When he finally finds Sora again after being separated, he is faced with uncomfortable perceptions. On some level Riku believed to have confessed something to Sora that night when he held his hand out for him, and their first reaction since feels in many ways cold and distant. While he can tell that Sora is still amicable to him, he is also aware that things have changed. While Riku had sacrificed the Islands so that he could get the strength he needed to protect Sora, Sora no longer needed protecting. While he had sacrificed the Islands so that they could explore the World together, Sora had replaced him with new companions. That scene with Riku watching Sora with Donald and Goofy hits hard, and should resonate with a lot of people. For many queer youth, that scene is a reality. That, once they express who they are, in any way, it can lead to them being abandoned and replaced. And that’s how Riku sees it. He had opened himself up to Sora, had held his hand out for him (a visual representation of hearts trying to reach out to each other), and after all that, here Sora was, with new friends, not even worried about him anymore.

And so he falls back into the pattern of shame. He falls back deeper into the darkness, thinking that’s the only place where he belongs now. Away from his friends and away from the warmth of the light. He turns back into the embrace of darkness and the cold negativity that sustains it. Hurt and desperate to reclaim Sora’s attention, he turns his focus onto rescuing Kairi.

In many ways, Riku returns to his behaviour in the opening of the game, testing Sora’s resolve and his feelings for Kairi. Angry at being forgotten and replaced, Riku uses Kairi to guilt Sora for forgetting about him. When captured on Hook’s Ship, Sora asks where Donald and Goofy are and Riku bitterly asks if they are so important to Sora, more important than old friends. He is, of course, talking primarily about himself, but he uses Kairi as a proxy for his feelings, letting Sora know that while he was busy replacing them, Riku was doing what Sora never could. He wants to see Sora hurt. He wants him to feel like Riku has felt this entire time. He wants him to be ashamed, to feel guilty, and regretful. Riku is so unbelievably lost and desperate and hurt that he is using someone he cares a lot about as a pawn to sort out his feelings. The more he falls into the shame and fear of darkness, the more he loses sense of who he really is — the more he becomes a monster, that only resembles who he once was. This is shown abruptly clear in the scene after Riku escapes from Hook’s ship with Kairi. On the Clocktower he holds his hand out against the only light in the night sky, the moon, and closes his fist, snuffing it out. He can tell that the darkness is snuffing his own light out, too. It throws his heart into torment, but he doesn’t know what to do any more but keep falling further in. He looks back at Kairi, knowing that she deserves better than this, but not knowing how to escape from the prison he’s trapped in. Any chance of returning to light has been snuffed out.
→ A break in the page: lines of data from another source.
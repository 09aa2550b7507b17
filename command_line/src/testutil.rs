// Copyright 2017 Pants project contributors (see CONTRIBUTORS.md).
// Licensed under the Apache License, Version 2.0 (see LICENSE).

//! Shared fixtures for the `*_tests` modules: a fake derived artifact, a
//! fake tree artifact/fileset pair, an `Expander` that actually expands
//! them, a `RecordingMapEach` callable with scripted outputs, and a
//! `CountingRemapper` used to assert fingerprinting never touches the
//! remapper.

use std::sync::atomic::{AtomicUsize, Ordering};
use std::sync::{Arc, Mutex};

use async_trait::async_trait;

use crate::directory_expansion::{Expander, FilesetManifest, MissingExpansion};
use crate::error::CommandLineExpansionError;
use crate::fingerprint::FingerprintSink;
use crate::map_each::{DirectoryExpanderHandle, MapEachCallError, MapEachCallable, ScriptingValue};
use crate::nested_set::{MapEachFingerprintAdaptor, NestedSetFingerprintCache, NestedSetHandle, NestedSetLike};
use crate::remapper::Remapper;
use crate::value::{expand_value, ToCommandLine, Value};

/// A derived (built) file artifact whose exec path is subject to remapping.
pub struct FakeDerivedFile {
    pub exec_path: String,
}

impl ToCommandLine for FakeDerivedFile {
    fn expand_to_command_line(&self) -> String {
        self.exec_path.clone()
    }

    fn display_name(&self) -> String {
        self.exec_path.clone()
    }

    fn is_derived_artifact(&self) -> bool {
        true
    }

    fn exec_path(&self) -> Option<String> {
        Some(self.exec_path.clone())
    }
}

/// A source file: never remapped, just converted as-is.
pub struct FakeSourceFile {
    pub path: String,
}

impl ToCommandLine for FakeSourceFile {
    fn expand_to_command_line(&self) -> String {
        self.path.clone()
    }

    fn display_name(&self) -> String {
        self.path.clone()
    }
}

/// A tree artifact whose contents are only known to the `Expander`.
pub struct FakeTreeArtifact {
    pub label: String,
}

impl ToCommandLine for FakeTreeArtifact {
    fn expand_to_command_line(&self) -> String {
        panic!("a tree artifact must be expanded, never coerced directly")
    }

    fn display_name(&self) -> String {
        self.label.clone()
    }

    fn is_tree_artifact(&self) -> bool {
        true
    }
}

pub struct FakeFileset {
    pub label: String,
}

impl ToCommandLine for FakeFileset {
    fn expand_to_command_line(&self) -> String {
        panic!("a fileset must be expanded, never coerced directly")
    }

    fn display_name(&self) -> String {
        self.label.clone()
    }

    fn is_fileset(&self) -> bool {
        true
    }
}

/// An `Expander` whose tree-artifact and fileset contents are configured by
/// the test, keyed by the artifact's `display_name()`.
#[derive(Default)]
pub struct FakeExpander {
    trees: std::collections::HashMap<String, Vec<Value>>,
    filesets: std::collections::HashMap<String, FilesetManifest>,
}

impl FakeExpander {
    pub fn new() -> Self {
        Self::default()
    }

    pub fn with_tree(mut self, label: impl Into<String>, files: Vec<Value>) -> Self {
        self.trees.insert(label.into(), files);
        self
    }

    pub fn with_fileset(mut self, label: impl Into<String>, manifest: FilesetManifest) -> Self {
        self.filesets.insert(label.into(), manifest);
        self
    }
}

impl Expander for FakeExpander {
    fn expand_tree(&self, artifact: &Value, out: &mut Vec<Value>) {
        let files = self
            .trees
            .get(&artifact.display_name())
            .unwrap_or_else(|| panic!("no fixture tree registered for {}", artifact.display_name()));
        out.extend(files.iter().cloned());
    }

    fn get_fileset(&self, artifact: &Value) -> Result<FilesetManifest, MissingExpansion> {
        self.filesets
            .get(&artifact.display_name())
            .cloned()
            .ok_or(MissingExpansion)
    }
}

/// A `map_each` callable that returns pre-scripted outputs, one per call, in
/// order. Records every value it was invoked with so tests can assert on
/// invocation order and count.
pub struct RecordingMapEach {
    outputs: Mutex<Vec<ScriptingValue>>,
    parameter_count: usize,
    calls: AtomicUsize,
}

impl RecordingMapEach {
    pub fn new(outputs: Vec<ScriptingValue>) -> Self {
        RecordingMapEach {
            outputs: Mutex::new(outputs),
            parameter_count: 1,
            calls: AtomicUsize::new(0),
        }
    }

    pub fn with_parameter_count(mut self, parameter_count: usize) -> Self {
        self.parameter_count = parameter_count;
        self
    }

    pub fn call_count(&self) -> usize {
        self.calls.load(Ordering::SeqCst)
    }
}

#[async_trait]
impl MapEachCallable for RecordingMapEach {
    fn parameter_count(&self) -> usize {
        self.parameter_count
    }

    async fn call(
        &self,
        _value: &Value,
        _expander: Option<&DirectoryExpanderHandle>,
    ) -> Result<ScriptingValue, MapEachCallError> {
        self.calls.fetch_add(1, Ordering::SeqCst);
        let mut outputs = self.outputs.lock().unwrap();
        if outputs.is_empty() {
            panic!("RecordingMapEach ran out of scripted outputs");
        }
        Ok(outputs.remove(0))
    }
}

/// A `Remapper` that panics the first time it is invoked. Used to assert
/// that fingerprinting never touches the remapper at all.
#[derive(Default)]
pub struct CountingRemapper {
    calls: AtomicUsize,
}

impl CountingRemapper {
    pub fn new() -> Self {
        Self::default()
    }

    pub fn call_count(&self) -> usize {
        self.calls.load(Ordering::SeqCst)
    }
}

impl Remapper for CountingRemapper {
    fn map(&self, exec_path: &str) -> String {
        self.calls.fetch_add(1, Ordering::SeqCst);
        exec_path.to_string()
    }
}

/// A trivial, non-sharing `NestedSetLike` fixture: real nested sets flatten
/// lazily and share structure across the build graph, neither of which this
/// crate ever inspects, so a plain owned `Vec` is a faithful enough stand-in.
pub struct FakeNestedSet(pub Vec<Value>);

impl NestedSetLike for FakeNestedSet {
    fn to_list(&self) -> Vec<Value> {
        self.0.clone()
    }
}

pub fn nested_set(values: Vec<Value>) -> NestedSetHandle {
    Arc::new(FakeNestedSet(values))
}

/// A `NestedSetFingerprintCache` stand-in that never actually caches:
/// it records every adaptor it was handed (so tests can assert on the
/// `(identity(callable), has_directory_expander)` equality contract) and
/// folds the set's un-remapped, un-mapped-each contents into the sink,
/// mirroring the host's real cache closely enough to exercise this crate's
/// side of the contract.
#[derive(Default)]
pub struct RecordingNestedSetCache {
    pub adaptors: Mutex<Vec<Arc<MapEachFingerprintAdaptor>>>,
}

impl RecordingNestedSetCache {
    pub fn new() -> Self {
        Self::default()
    }
}

impl NestedSetFingerprintCache for RecordingNestedSetCache {
    fn add_nested_set_to_fingerprint(
        &self,
        adaptors: &[Arc<MapEachFingerprintAdaptor>],
        sink: &mut dyn FingerprintSink,
        set: &NestedSetHandle,
    ) -> Result<(), CommandLineExpansionError> {
        self.adaptors.lock().unwrap().extend(adaptors.iter().cloned());
        for value in set.to_list() {
            sink.add_string(&expand_value(&value, &crate::remapper::IdentityRemapper));
        }
        Ok(())
    }
}

pub fn file(exec_path: impl Into<String>) -> Value {
    Value::artifact(Arc::new(FakeDerivedFile {
        exec_path: exec_path.into(),
    }))
}

pub fn source(path: impl Into<String>) -> Value {
    Value::artifact(Arc::new(FakeSourceFile { path: path.into() }))
}

pub fn tree(label: impl Into<String>) -> Value {
    Value::artifact(Arc::new(FakeTreeArtifact { label: label.into() }))
}

pub fn fileset(label: impl Into<String>) -> Value {
    Value::artifact(Arc::new(FakeFileset { label: label.into() }))
}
It’s fitting then that when Riku uses the darkness of his heart to create an enemy for Sora, it takes on Sora’s image. Because, for Riku, that is what he fears most — Sora, and his feelings for him. He wasn’t considering what would actually make Sora fearful, instead, his darkness once again reflects back his own heart. Riku is ashamed and terrified of what Sora means to him, and he tries to use it as a weapon only to fail. He’s in too deep, having believed to have lost everything that was once important to him. And the shame continues to eat away at his heart.
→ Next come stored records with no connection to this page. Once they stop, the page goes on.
// Copyright 2017 Pants project contributors (see CONTRIBUTORS.md).
// Licensed under the Apache License, Version 2.0 (see LICENSE).

use std::hash::{Hash, Hasher};
use std::sync::Arc;

use parking_lot::Mutex;

use crate::directory_expansion::Expander;
use crate::error::CommandLineExpansionError;
use crate::fingerprint::FingerprintSink;
use crate::map_each::MapEachCallable;
use crate::value::Value;

/// A host-provided, structure-sharing set of `Value`s. This crate only ever
/// flattens it (`to_list`) or hands it, unflattened, to the host's own
/// fingerprint cache -- it never inspects the sharing structure itself.
pub trait NestedSetLike: Send + Sync {
    fn to_list(&self) -> Vec<Value>;
}

pub type NestedSetHandle = Arc<dyn NestedSetLike>;

/// Host facade for fingerprinting a nested set without flattening it: the
/// host may already have a fingerprint cached for this exact
/// `(set, adaptor)` pair from a previous action, keyed by the adaptor's
/// `Eq`/`Hash` (identity of the callable plus whether an expander was
/// present), and can skip re-walking the set entirely.
pub trait NestedSetFingerprintCache: Send + Sync {
    fn add_nested_set_to_fingerprint(
        &self,
        adaptors: &[Arc<MapEachFingerprintAdaptor>],
        sink: &mut dyn FingerprintSink,
        set: &NestedSetHandle,
    ) -> Result<(), CommandLineExpansionError>;
}

/// The cache key used when a map-each directive's values are a nested set.
/// Equality and hashing are by the callable's identity and whether an
/// expander was supplied, never by the expander's value -- the expander
/// itself is only borrowed for the lifetime of a single fingerprint call and
/// is cleared immediately after, so a cached adaptor never outlives the
/// capability it was built with.
pub struct MapEachFingerprintAdaptor {
    callable: Arc<dyn MapEachCallable>,
    has_directory_expander: bool,
    expander: Mutex<Option<Arc<dyn Expander>>>,
    cleared: std::sync::atomic::AtomicBool,
}

impl MapEachFingerprintAdaptor {
    pub fn new(callable: Arc<dyn MapEachCallable>, expander: Option<Arc<dyn Expander>>) -> Self {
        MapEachFingerprintAdaptor {
            callable,
            has_directory_expander: expander.is_some(),
            expander: Mutex::new(expander),
            cleared: std::sync::atomic::AtomicBool::new(false),
        }
    }

    pub fn callable(&self) -> &Arc<dyn MapEachCallable> {
        &self.callable
    }

    /// Panics if called after `clear_expander`: a cached adaptor must never
    /// be asked to expand a directory once the capability it was built with
    /// has been released back to the single fingerprint call that owned it.
    pub fn expander(&self) -> Option<Arc<dyn Expander>> {
        assert!(
            !self.cleared.load(std::sync::atomic::Ordering::SeqCst),
            "MapEachFingerprintAdaptor::expander called after clear_expander; \
             a cached adaptor must not outlive the fingerprint call that built it"
        );
        self.expander.lock().clone()
    }

    /// Drop the held expander reference once this fingerprint pass is done,
    /// so a cached adaptor doesn't keep a stale capability alive. Does not
    /// change `Eq`/`Hash`, which depend only on `(identity(callable),
    /// has_directory_expander)`.
    pub fn clear_expander(&self) {
        self.expander.lock().take();
        self.cleared.store(true, std::sync::atomic::Ordering::SeqCst);
    }
}

impl std::fmt::Debug for MapEachFingerprintAdaptor {
    fn fmt(&self, f: &mut std::fmt::Formatter<'_>) -> std::fmt::Result {
        f.debug_struct("MapEachFingerprintAdaptor")
            .field("callable", &(Arc::as_ptr(&self.callable) as *const ()))
            .field("has_directory_expander", &self.has_directory_expander)
            .finish()
    }
}

impl PartialEq for MapEachFingerprintAdaptor {
    fn eq(&self, other: &Self) -> bool {
        Arc::ptr_eq(&self.callable, &other.callable)
            && self.has_directory_expander == other.has_directory_expander
    }
}

impl Eq for MapEachFingerprintAdaptor {}

impl Hash for MapEachFingerprintAdaptor {
    fn hash<H: Hasher>(&self, state: &mut H) {
        (Arc::as_ptr(&self.callable) as *const () as usize).hash(state);
        self.has_directory_expander.hash(state);
    }
}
After succumbing to the darkness in his heart, losing the Keyblade once and for all, Riku lets Xehanort’s Heartless into his heart. Soon after, Xehanort kicks Riku’s heart out of his body and sends it into the Realm of Darkness. While there, the darkness eats away at Riku’s heart, threatening to consume him entirely, but Riku resists. He needs to see his friends again before he disappears, even after everything that happened. That’s when he hears Mickey’s voice, telling him not to give up, and that he had been trying to talk to him this whole time, but the darkness kept him at bay. Mickey affirms to Riku that he still matters, and that he is still needed in this World, that he can’t disappear. Riku asks him if his friends are safe and Mickey tells him to look into his own heart for the answer — that how we perceive our friends is dependent on our hearts, and that we can feel them through it. Riku closes his eyes and he feels Sora running towards him, not away. After all this time, the shame and guilt Riku had felt had clouded his heart, keeping him from seeing the truth. Sora was always running towards him, not away from him. Even after everything, his friends were still with him. “Thank you,” he tells Mickey, and then steps forward.
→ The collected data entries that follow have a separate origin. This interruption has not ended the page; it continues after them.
// Copyright 2017 Pants project contributors (see CONTRIBUTORS.md).
// Licensed under the Apache License, Version 2.0 (see LICENSE).

use std::sync::Arc;

use crate::builder::{CommandLineBuilder, FlagPerLine};
use crate::fingerprint::Sha256Fingerprinter;
use crate::map_each::{MapEachSemantics, SourceLocation};
use crate::remapper::{IdentityRemapper, Remapper};
use crate::testutil::{file, nested_set, CountingRemapper, RecordingMapEach, RecordingNestedSetCache};
use crate::value::Value;
use crate::vector_arg::{VectorArgBuilder, VectorArgValues};

fn location() -> SourceLocation {
    SourceLocation {
        file: "BUILD".to_string(),
        line: 1,
        column: 1,
    }
}

#[tokio::test]
async fn empty_command_line_has_no_arguments() {
    let builder = CommandLineBuilder::new();
    let args = builder
        .build(FlagPerLine::No)
        .arguments(None, &IdentityRemapper)
        .await
        .unwrap();
    assert_eq!(args, Vec::<String>::new());
}

/// Scenario 5: flag-per-line grouping coalesces a group of >=2 tokens into
/// `first=rest joined by " "`, a group of 0-1 tokens passes through, and an
/// empty `first` token drops the `=` and emits only the joined rest.
#[tokio::test]
async fn flag_per_line_coalesces_groups_of_two_or_more() {
    let mut builder = CommandLineBuilder::new();
    builder.record_arg_start();
    builder.add(Value::str("--flag"));
    builder.add(Value::str("v1"));
    builder.add(Value::str("v2"));
    builder.record_arg_start();
    builder.add(Value::str("standalone"));

    let args = builder
        .build(FlagPerLine::Yes)
        .arguments(None, &IdentityRemapper)
        .await
        .unwrap();
    assert_eq!(
        args,
        vec!["--flag=v1 v2".to_string(), "standalone".to_string()]
    );
}

#[tokio::test]
async fn flag_per_line_with_empty_first_token_omits_the_equals() {
    let mut builder = CommandLineBuilder::new();
    builder.record_arg_start();
    builder.add(Value::str(""));
    builder.add(Value::str("v1"));
    builder.add(Value::str("v2"));
    builder.record_arg_start();
    builder.add(Value::str("standalone"));

    let args = builder
        .build(FlagPerLine::Yes)
        .arguments(None, &IdentityRemapper)
        .await
        .unwrap();
    assert_eq!(args, vec!["v1 v2".to_string(), "standalone".to_string()]);
}

#[tokio::test]
async fn flag_per_line_single_token_group_passes_through() {
    let mut builder = CommandLineBuilder::new();
    builder.record_arg_start();
    builder.add(Value::str("solo"));

    let args = builder
        .build(FlagPerLine::Yes)
        .arguments(None, &IdentityRemapper)
        .await
        .unwrap();
    assert_eq!(args, vec!["solo".to_string()]);
}

/// Scenario 6: the same builder sequence fingerprinted under two different
/// remappers must be byte-identical, while `arguments()` under those same
/// remappers differs -- but only for derived-artifact elements.
#[tokio::test]
async fn fingerprints_are_independent_of_the_remapper() {
    struct PrefixRemapper(&'static str);
    impl Remapper for PrefixRemapper {
        fn map(&self, exec_path: &str) -> String {
            format!("{}/{}", self.0, exec_path)
        }
    }

    fn build() -> crate::command_line::CommandLine {
        let mut builder = CommandLineBuilder::new();
        builder.add(Value::str("--out"));
        builder.add(file("bin/tool"));
        builder.build(FlagPerLine::No)
    }

    let remapper_a = PrefixRemapper("sandbox-a");
    let remapper_b = PrefixRemapper("sandbox-b");

    let args_a = build().arguments(None, &remapper_a).await.unwrap();
    let args_b = build().arguments(None, &remapper_b).await.unwrap();
    assert_ne!(args_a, args_b);
    assert_eq!(args_a, vec!["--out".to_string(), "sandbox-a/bin/tool".to_string()]);
    assert_eq!(args_b, vec!["--out".to_string(), "sandbox-b/bin/tool".to_string()]);

    let mut sink_a = Sha256Fingerprinter::new();
    build()
        .add_to_fingerprint(&mut sink_a, None, &RecordingNestedSetCache::new())
        .await
        .unwrap();
    let mut sink_b = Sha256Fingerprinter::new();
    build()
        .add_to_fingerprint(&mut sink_b, None, &RecordingNestedSetCache::new())
        .await
        .unwrap();
    assert_eq!(sink_a.finish(), sink_b.finish());
}

#[tokio::test]
async fn add_formatted_renders_a_single_value_through_its_template() {
    let mut builder = CommandLineBuilder::new();
    builder.add_formatted(file("bin/tool"), "--binary=%s");
    let args = builder
        .build(FlagPerLine::No)
        .arguments(None, &IdentityRemapper)
        .await
        .unwrap();
    assert_eq!(args, vec!["--binary=bin/tool".to_string()]);
}

#[tokio::test]
async fn add_formatted_fingerprint_is_independent_of_the_remapper() {
    struct PrefixRemapper;
    impl Remapper for PrefixRemapper {
        fn map(&self, exec_path: &str) -> String {
            format!("sandbox/{exec_path}")
        }
    }

    fn build() -> crate::command_line::CommandLine {
        let mut builder = CommandLineBuilder::new();
        builder.add_formatted(file("bin/tool"), "--binary=%s");
        builder.build(FlagPerLine::No)
    }

    let args = build().arguments(None, &PrefixRemapper).await.unwrap();
    assert_eq!(args, vec!["--binary=sandbox/bin/tool".to_string()]);

    let mut sink_a = Sha256Fingerprinter::new();
    build()
        .add_to_fingerprint(&mut sink_a, None, &RecordingNestedSetCache::new())
        .await
        .unwrap();
    let mut sink_b = Sha256Fingerprinter::new();
    build()
        .add_to_fingerprint(&mut sink_b, None, &RecordingNestedSetCache::new())
        .await
        .unwrap();
    assert_eq!(sink_a.finish(), sink_b.finish());
}

#[tokio::test]
async fn remapper_is_invoked_once_per_derived_artifact_during_arguments() {
    // add_to_fingerprint doesn't even accept a Remapper (spec.md §4.4: "the
    // remapper is treated as identity") -- CountingRemapper exists so a
    // fingerprinting test can assert it was never touched by asserting its
    // count stays at zero; here it's used on the `arguments()` side to
    // confirm it *does* get called there.
    let counting = CountingRemapper::new();
    let mut builder = CommandLineBuilder::new();
    builder.add(file("bin/tool"));
    let args = builder
        .build(FlagPerLine::No)
        .arguments(None, &counting)
        .await
        .unwrap();
    assert_eq!(args, vec!["bin/tool".to_string()]);
    assert_eq!(counting.call_count(), 1);
}

#[tokio::test]
async fn map_custom_args_hook_runs_as_a_final_post_process_pass() {
    struct UppercasingRemapper;
    impl Remapper for UppercasingRemapper {
        fn map(&self, exec_path: &str) -> String {
            exec_path.to_string()
        }

        fn map_custom_args(&self, args: Vec<String>) -> Vec<String> {
            args.into_iter().map(|a| a.to_uppercase()).collect()
        }
    }

    let mut builder = CommandLineBuilder::new();
    builder.add(Value::str("--flag"));
    builder.add(Value::str("value"));
    let args = builder
        .build(FlagPerLine::No)
        .arguments(None, &UppercasingRemapper)
        .await
        .unwrap();
    assert_eq!(args, vec!["--FLAG".to_string(), "VALUE".to_string()]);
}

#[tokio::test]
async fn nested_set_payload_without_map_each_folds_elements_directly() {
    let mut builder = CommandLineBuilder::new();
    builder
        .add_vector(VectorArgBuilder::new(VectorArgValues::NestedSet(nested_set(vec![
            Value::str("a"),
            Value::str("b"),
        ]))))
        .unwrap();

    let args = builder
        .build(FlagPerLine::No)
        .arguments(None, &IdentityRemapper)
        .await
        .unwrap();
    assert_eq!(args, vec!["a".to_string(), "b".to_string()]);
}

#[tokio::test]
async fn nested_set_payload_with_map_each_delegates_to_the_fingerprint_cache() {
    let recorder = Arc::new(RecordingMapEach::new(vec![]));
    let cache = RecordingNestedSetCache::new();

    let mut builder = CommandLineBuilder::new();
    builder
        .add_vector(
            VectorArgBuilder::new(VectorArgValues::NestedSet(nested_set(vec![Value::str("a")])))
                .map_each(recorder.clone(), location(), MapEachSemantics(0)),
        )
        .unwrap();

    let mut sink = Sha256Fingerprinter::new();
    builder
        .build(FlagPerLine::No)
        .add_to_fingerprint(&mut sink, None, &cache)
        .await
        .unwrap();

    // The cache, not apply_map_each, is the thing that gets consulted for a
    // nested-set payload -- the recorder itself is never invoked.
    assert_eq!(recorder.call_count(), 0);
    let adaptors = cache.adaptors.lock().unwrap();
    assert_eq!(adaptors.len(), 1);
    let expected: Arc<dyn crate::map_each::MapEachCallable> = recorder;
    assert!(Arc::ptr_eq(adaptors[0].callable(), &expected));
}

#[tokio::test]
async fn adaptor_equality_depends_only_on_callable_identity_and_expander_bit() {
    use crate::nested_set::MapEachFingerprintAdaptor;

    let callable = Arc::new(RecordingMapEach::new(vec![]));
    let other_callable = Arc::new(RecordingMapEach::new(vec![]));

    let a1 = MapEachFingerprintAdaptor::new(callable.clone(), None);
    let a2 = MapEachFingerprintAdaptor::new(callable.clone(), None);
    assert_eq!(a1, a2);

    let a3 = MapEachFingerprintAdaptor::new(other_callable, None);
    assert_ne!(a1, a3);

    let expander: Arc<dyn crate::directory_expansion::Expander> =
        Arc::new(crate::testutil::FakeExpander::new());
    let a4 = MapEachFingerprintAdaptor::new(callable, Some(expander));
    assert_ne!(a1, a4, "differing has_directory_expander bit must differ");
}

#[tokio::test]
#[should_panic(expected = "clear_expander")]
async fn adaptor_expander_panics_after_being_cleared() {
    use crate::nested_set::MapEachFingerprintAdaptor;

    let callable = Arc::new(RecordingMapEach::new(vec![]));
    let expander: Arc<dyn crate::directory_expansion::Expander> =
        Arc::new(crate::testutil::FakeExpander::new());
    let adaptor = MapEachFingerprintAdaptor::new(callable, Some(expander));
    adaptor.clear_expander();
    let _ = adaptor.expander();
}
While Riku had begun to walk forward on the path to acceptance, he still wasn’t there. His heart may have overcome the darkness for now, finally seeing the truth, but he knew that there was still darkness in his own heart. There were still things he couldn’t accept. But he kept moving, and eventually, met with Mickey when the Door to Darkness appeared. He finally saw Sora again, and tried to help him close the door. Accepting his fate, he resigned to keep himself in the dark, to repress what he now knew about himself, in order to try and keep Sora safe. As the door shut on Riku (and his feelings) he told Sora to take care of Kairi, accepting that he would never be the most important person to Sora.

But there was still hope. Hope that one day, Riku would find a door to the light. A door to acceptance.

When he awoke in Castle Oblivion, he was one step closer to reaching that goal. The shame of the darkness was still too real, and as he climbed the floors in the castle, he was confronted with his past, his mistakes, and his feelings. Mickey tried to help him along the way, but could only do so much for him. In the end, Riku would have to help himself. After the ordeals of the castle, Riku met with Naminé and finally reunited with Sora. She gave him an option, lose his memories of the darkness — trapping Xehanort away with them — or face him. Riku considered. If he gave up the darkness completely, he would sleep as peacefully as Sora, things could go back to how they were. And yet, he refused. He knew he needed to protect Sora as he slept, but he also knew deep down, that he didn’t want to forget the darkness. Naminé was happy with his answer. She didn’t know that he would pick it, but she had hoped, because she knew that deep down, Riku was the only person who could defeat the darkness inside him. Riku thanked her, and then went about battling Xehanort.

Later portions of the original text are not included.